The rural poor are most affected by the droughts that have become more frequent and which last longer.
The urban poor are most affected by the impact this has on food prices and the availability of water.
It is people who live in informal settlements who are most affected by the flooding that accompanies the increasingly extreme weather conditions.
We are all affected in different ways by the environmental changes taking place on land, in our oceans and in the air.
Unless we tackle climate change, we will not be able to meet our developmental objectives.
We have ratified the Paris Agreement to Combat Climate Change as part of the global effort to dramatically reduce the rate of global warming.
As part of our efforts to build a sustainable low carbon economy, we are taking steps to finalise the national Climate Change Bill, which will provide a regulatory framework for the management of climate change and its impacts.
We are making a fair contribution to the global effort to stabilise green house gases through our Nationally Determined Contribution to the UN Framework Convention on Climate Change.
South Africa is due to be the next coordinator of the Committee of African Heads of State and Government on Climate Change, which is vital in ensuring that Africa remains united and speaks with one voice on the key climate change issues facing the Continent.
The progress we have made in responding to the various environmental challenges that confront our people is in no small measure thanks to the leadership and dedication of the late Minister of Environmental Affairs, Edna Molewa.
She worked to ensure that the conservation of the environment became a catalyst to advance the objectives of the National Development Plan.
Taking our lead from her vision, we continue to encourage investment in cleaner energy through the renewable energy independent power producers programme.

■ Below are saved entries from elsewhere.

use std::{
    future::{Future, IntoFuture},
    net::SocketAddr,
    time::Duration,
};

use anyhow::Error as AnyhowError;
use db::DbErr;
use deployment::{Deployment, DeploymentError};
use server::{DeploymentImpl, http};
use thiserror::Error;
use tokio::sync::watch;
use tracing_subscriber::{EnvFilter, prelude::*};
use utils::assets::asset_dir;

const GRACEFUL_SHUTDOWN_TIMEOUT: Duration = Duration::from_secs(10);
const DEFAULT_PORT: u16 = 3001;

#[derive(Debug, Error)]
pub enum AtelierError {
    #[error(transparent)]
    Io(#[from] std::io::Error),
    #[error(transparent)]
    Database(#[from] DbErr),
    #[error(transparent)]
    Deployment(#[from] DeploymentError),
    #[error(transparent)]
    Other(#[from] AnyhowError),
}

fn init_tracing() -> Result<(), AtelierError> {
    let log_level = std::env::var("RUST_LOG").unwrap_or_else(|_| "info".to_string());
    let filter_string = format!(
        "warn,server={level},services={level},db={level},deployment={level},local_deployment={level},tools={level},utils={level},tower_http={level}",
        level = log_level
    );
    let env_filter = EnvFilter::try_new(filter_string).map_err(AnyhowError::from)?;
    tracing_subscriber::registry()
        .with(tracing_subscriber::fmt::layer().with_filter(env_filter))
        .init();
    Ok(())
}

fn listen_port() -> u16 {
    std::env::var("BACKEND_PORT")
        .or_else(|_| std::env::var("PORT"))
        .ok()
        .and_then(|raw| raw.trim().parse::<u16>().ok())
        .unwrap_or_else(|| {
            tracing::info!("No PORT environment variable set, using {DEFAULT_PORT}");
            DEFAULT_PORT
        })
}

#[tokio::main]
async fn main() -> Result<(), AtelierError> {
    init_tracing()?;

    if !asset_dir().exists() {
        std::fs::create_dir_all(asset_dir())?;
    }

    let deployment = DeploymentImpl::new().await?;
    let app_router = http::router(deployment.clone());

    let host = std::env::var("HOST").unwrap_or_else(|_| "127.0.0.1".to_string());
    let listener = tokio::net::TcpListener::bind(format!("{host}:{}", listen_port())).await?;
    let actual_port = listener.local_addr()?.port();
    tracing::info!("Server running on http://{host}:{actual_port}");

    let shutdown_rx = spawn_shutdown_watcher();

    let server = axum::serve(
        listener,
        app_router.into_make_service_with_connect_info::<SocketAddr>(),
    )
    .with_graceful_shutdown(wait_for_watch_true(shutdown_rx.clone()))
    .into_future();
    tokio::pin!(server);

    // Open event streams keep graceful shutdown waiting; cap it.
    tokio::select! {
        res = &mut server => res?,
        _ = shutdown_deadline(shutdown_rx, GRACEFUL_SHUTDOWN_TIMEOUT) => {
            tracing::warn!(
                "Graceful shutdown timed out after {:?}, exiting",
                GRACEFUL_SHUTDOWN_TIMEOUT
            );
        }
    }

    tracing::info!("Server stopped");
    Ok(())
}

fn spawn_background<F>(task: F) -> tokio::task::JoinHandle<()>
where
    F: Future<Output = ()> + Send + 'static,
{
    tokio::spawn(task)
}

fn spawn_shutdown_watcher() -> watch::Receiver<bool> {
    let (shutdown_tx, shutdown_rx) = watch::channel(false);

    spawn_background(async move {
        #[cfg(unix)]
        {
            use tokio::signal::unix::{SignalKind, signal};

            let mut sigterm = match signal(SignalKind::terminate()) {
                Ok(sig) => Some(sig),
                Err(e) => {
                    tracing::error!("Failed to install SIGTERM handler: {e}");
                    None
                }
            };

            tokio::select! {
                res = tokio::signal::ctrl_c() => {
                    if let Err(e) = res {
                        tracing::error!("Failed to install Ctrl+C handler: {e}");
                        return;
                    }
                }
                _ = async {
                    match sigterm.as_mut() {
                        Some(sigterm) => { sigterm.recv().await; }
                        None => std::future::pending::<()>().await,
                    }
                } => {}
            }
        }

        #[cfg(not(unix))]
        {
            if let Err(e) = tokio::signal::ctrl_c().await {
                tracing::error!("Failed to install Ctrl+C handler: {e}");
                return;
            }
        }

        tracing::info!("Shutdown signal received, starting graceful shutdown");
        let _ = shutdown_tx.send(true);
    });

    shutdown_rx
}

async fn wait_for_watch_true(mut rx: watch::Receiver<bool>) {
    loop {
        if *rx.borrow() {
            return;
        }

        if rx.changed().await.is_err() {
            std::future::pending::<()>().await;
        }
    }
}

async fn shutdown_deadline(rx: watch::Receiver<bool>, timeout: Duration) {
    wait_for_watch_true(rx).await;
    tokio::time::sleep(timeout).await;
}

Through the competitive bidding process, South Africa has benefited from rapid, global technology developments and price trends, buying clean energy at lower and lower rates with every bid cycle.
As a result, South Africa is now getting renewable energy at some of the lowest tariffs in the world.
Under the renewable energy, a total number of 112 projects have been procured and it is envisaged that these projects will create 114,266 job years over the construction and 20 year operations period.
A job year is equivalent to a full time employment opportunity for one person for one year.
We will work with all stakeholders to ensure that our gradual transition towards new forms of electricity generation creates jobs, develops new capabilities and does not negatively affect the livelihoods of communities.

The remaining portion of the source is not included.